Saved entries
┄┄┄┄┄┄
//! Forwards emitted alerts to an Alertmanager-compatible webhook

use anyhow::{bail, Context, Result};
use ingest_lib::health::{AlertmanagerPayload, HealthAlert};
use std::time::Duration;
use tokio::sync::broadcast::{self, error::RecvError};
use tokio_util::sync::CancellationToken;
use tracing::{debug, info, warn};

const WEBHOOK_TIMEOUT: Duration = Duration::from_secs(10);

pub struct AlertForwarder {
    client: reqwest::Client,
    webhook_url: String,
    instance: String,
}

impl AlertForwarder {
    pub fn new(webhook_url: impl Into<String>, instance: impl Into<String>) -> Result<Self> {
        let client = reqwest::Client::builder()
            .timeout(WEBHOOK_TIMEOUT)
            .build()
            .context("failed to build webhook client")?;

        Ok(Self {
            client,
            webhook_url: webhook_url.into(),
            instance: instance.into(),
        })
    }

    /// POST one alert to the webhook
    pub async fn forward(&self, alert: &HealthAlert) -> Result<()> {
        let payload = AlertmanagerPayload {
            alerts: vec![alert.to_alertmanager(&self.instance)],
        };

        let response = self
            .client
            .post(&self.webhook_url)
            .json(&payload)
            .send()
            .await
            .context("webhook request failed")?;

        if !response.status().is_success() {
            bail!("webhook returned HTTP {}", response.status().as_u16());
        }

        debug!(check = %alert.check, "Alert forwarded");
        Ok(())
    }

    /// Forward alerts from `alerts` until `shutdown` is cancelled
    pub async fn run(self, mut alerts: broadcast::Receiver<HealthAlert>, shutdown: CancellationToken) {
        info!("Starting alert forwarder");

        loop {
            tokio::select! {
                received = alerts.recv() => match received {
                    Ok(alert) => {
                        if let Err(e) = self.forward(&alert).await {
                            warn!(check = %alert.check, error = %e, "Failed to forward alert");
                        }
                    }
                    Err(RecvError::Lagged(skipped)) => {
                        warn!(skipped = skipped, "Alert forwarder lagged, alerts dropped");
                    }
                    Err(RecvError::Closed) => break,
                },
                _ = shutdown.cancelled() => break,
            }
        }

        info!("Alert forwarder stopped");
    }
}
┄┄┄┄┄┄
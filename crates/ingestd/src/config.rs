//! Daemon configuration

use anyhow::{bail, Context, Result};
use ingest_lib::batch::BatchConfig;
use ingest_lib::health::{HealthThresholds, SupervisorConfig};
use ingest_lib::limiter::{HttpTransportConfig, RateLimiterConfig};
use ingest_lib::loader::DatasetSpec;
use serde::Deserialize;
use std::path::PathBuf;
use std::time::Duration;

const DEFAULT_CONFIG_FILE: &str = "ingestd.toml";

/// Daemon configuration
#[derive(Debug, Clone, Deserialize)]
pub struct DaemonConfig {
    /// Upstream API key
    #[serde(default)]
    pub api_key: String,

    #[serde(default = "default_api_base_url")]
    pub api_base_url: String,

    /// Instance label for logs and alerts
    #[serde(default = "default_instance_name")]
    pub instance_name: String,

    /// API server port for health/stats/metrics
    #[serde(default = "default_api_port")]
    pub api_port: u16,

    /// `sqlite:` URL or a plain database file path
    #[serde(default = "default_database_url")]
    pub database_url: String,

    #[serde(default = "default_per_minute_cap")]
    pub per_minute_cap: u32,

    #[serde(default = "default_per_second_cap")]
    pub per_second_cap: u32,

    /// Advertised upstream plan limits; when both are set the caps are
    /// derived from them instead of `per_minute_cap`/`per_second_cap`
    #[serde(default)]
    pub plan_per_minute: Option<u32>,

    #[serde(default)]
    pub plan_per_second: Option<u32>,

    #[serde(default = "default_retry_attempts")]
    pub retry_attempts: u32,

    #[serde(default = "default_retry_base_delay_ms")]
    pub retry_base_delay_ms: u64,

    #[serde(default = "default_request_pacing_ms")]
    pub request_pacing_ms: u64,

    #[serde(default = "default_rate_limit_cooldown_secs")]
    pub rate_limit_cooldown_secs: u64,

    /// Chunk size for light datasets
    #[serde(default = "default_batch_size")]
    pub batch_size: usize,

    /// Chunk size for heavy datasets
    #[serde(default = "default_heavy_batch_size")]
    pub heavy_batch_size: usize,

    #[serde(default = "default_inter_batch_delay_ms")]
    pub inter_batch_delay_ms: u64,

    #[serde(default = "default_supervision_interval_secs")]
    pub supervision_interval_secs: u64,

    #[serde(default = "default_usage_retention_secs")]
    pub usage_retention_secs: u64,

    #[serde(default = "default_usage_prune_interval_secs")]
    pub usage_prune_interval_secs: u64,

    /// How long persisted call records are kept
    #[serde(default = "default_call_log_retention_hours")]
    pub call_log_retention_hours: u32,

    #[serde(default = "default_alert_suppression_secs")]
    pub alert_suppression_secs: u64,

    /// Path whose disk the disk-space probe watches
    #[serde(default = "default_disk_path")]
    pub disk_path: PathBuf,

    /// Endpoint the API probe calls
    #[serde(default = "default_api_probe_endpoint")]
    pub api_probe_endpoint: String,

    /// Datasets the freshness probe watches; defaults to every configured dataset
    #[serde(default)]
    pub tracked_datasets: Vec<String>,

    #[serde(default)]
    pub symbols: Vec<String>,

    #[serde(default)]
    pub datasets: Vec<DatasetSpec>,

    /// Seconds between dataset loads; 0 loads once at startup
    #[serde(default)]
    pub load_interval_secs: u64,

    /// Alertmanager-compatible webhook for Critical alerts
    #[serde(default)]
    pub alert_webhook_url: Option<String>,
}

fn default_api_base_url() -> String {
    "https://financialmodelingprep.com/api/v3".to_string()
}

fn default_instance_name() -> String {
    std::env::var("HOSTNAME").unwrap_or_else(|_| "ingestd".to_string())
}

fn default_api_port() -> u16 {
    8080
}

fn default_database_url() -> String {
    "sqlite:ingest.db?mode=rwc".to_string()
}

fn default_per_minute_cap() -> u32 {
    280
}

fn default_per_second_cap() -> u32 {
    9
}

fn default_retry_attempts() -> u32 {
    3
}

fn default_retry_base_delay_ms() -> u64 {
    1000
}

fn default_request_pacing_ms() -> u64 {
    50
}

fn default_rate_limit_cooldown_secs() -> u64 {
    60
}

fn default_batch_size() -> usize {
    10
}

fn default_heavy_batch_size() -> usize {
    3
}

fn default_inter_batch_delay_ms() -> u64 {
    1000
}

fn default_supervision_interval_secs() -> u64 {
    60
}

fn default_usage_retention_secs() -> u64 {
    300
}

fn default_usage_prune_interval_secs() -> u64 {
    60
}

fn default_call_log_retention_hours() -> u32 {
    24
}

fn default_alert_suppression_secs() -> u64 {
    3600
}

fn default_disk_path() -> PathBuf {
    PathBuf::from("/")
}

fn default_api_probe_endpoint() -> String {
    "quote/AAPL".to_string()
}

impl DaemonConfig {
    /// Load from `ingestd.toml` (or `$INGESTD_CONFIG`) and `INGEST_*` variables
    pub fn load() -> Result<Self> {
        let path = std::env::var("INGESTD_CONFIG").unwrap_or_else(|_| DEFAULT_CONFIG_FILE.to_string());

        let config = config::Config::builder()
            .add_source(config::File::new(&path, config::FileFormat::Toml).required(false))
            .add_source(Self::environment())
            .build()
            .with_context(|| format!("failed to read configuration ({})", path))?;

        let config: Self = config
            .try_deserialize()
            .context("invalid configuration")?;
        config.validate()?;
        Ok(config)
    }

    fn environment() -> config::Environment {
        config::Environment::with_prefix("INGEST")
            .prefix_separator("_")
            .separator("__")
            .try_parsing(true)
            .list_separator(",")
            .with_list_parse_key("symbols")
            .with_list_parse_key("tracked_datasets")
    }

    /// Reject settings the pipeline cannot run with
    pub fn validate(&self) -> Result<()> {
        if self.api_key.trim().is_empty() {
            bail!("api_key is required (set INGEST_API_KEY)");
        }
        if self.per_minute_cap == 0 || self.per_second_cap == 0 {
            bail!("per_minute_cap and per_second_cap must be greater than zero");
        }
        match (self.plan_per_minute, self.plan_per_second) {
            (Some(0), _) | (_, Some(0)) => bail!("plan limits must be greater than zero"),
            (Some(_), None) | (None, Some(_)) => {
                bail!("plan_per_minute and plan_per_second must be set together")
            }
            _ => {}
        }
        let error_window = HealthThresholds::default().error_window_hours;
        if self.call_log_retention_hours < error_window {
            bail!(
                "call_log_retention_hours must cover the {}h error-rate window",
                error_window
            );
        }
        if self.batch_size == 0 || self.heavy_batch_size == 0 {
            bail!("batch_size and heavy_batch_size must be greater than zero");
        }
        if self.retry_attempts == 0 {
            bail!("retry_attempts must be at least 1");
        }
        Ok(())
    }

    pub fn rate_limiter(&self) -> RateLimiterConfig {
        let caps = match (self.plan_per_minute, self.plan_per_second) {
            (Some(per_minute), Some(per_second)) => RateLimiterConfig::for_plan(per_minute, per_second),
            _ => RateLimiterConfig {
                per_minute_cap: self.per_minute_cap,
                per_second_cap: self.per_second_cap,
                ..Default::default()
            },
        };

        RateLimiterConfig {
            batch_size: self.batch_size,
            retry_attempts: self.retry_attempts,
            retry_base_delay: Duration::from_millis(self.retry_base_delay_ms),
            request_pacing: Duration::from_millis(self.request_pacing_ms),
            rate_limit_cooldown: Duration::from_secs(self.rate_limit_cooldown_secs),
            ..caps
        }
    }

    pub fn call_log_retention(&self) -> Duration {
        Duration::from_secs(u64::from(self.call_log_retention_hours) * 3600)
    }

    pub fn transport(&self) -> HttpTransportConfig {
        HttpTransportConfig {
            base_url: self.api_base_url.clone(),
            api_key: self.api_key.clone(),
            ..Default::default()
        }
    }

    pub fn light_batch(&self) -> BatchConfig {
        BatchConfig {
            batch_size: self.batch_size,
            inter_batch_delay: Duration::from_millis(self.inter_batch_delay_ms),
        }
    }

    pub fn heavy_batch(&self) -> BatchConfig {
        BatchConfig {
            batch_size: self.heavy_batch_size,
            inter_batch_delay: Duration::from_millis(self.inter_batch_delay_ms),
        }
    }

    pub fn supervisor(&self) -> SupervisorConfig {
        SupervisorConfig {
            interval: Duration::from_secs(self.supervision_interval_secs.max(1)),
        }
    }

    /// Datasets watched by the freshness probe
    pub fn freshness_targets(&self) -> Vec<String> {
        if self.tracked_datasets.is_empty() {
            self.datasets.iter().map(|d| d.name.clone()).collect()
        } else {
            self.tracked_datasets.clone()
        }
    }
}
┄┄┄┄┄┄
Task brief
A single number, please: how many lines in the data above contain the string "async"?

Answer space
2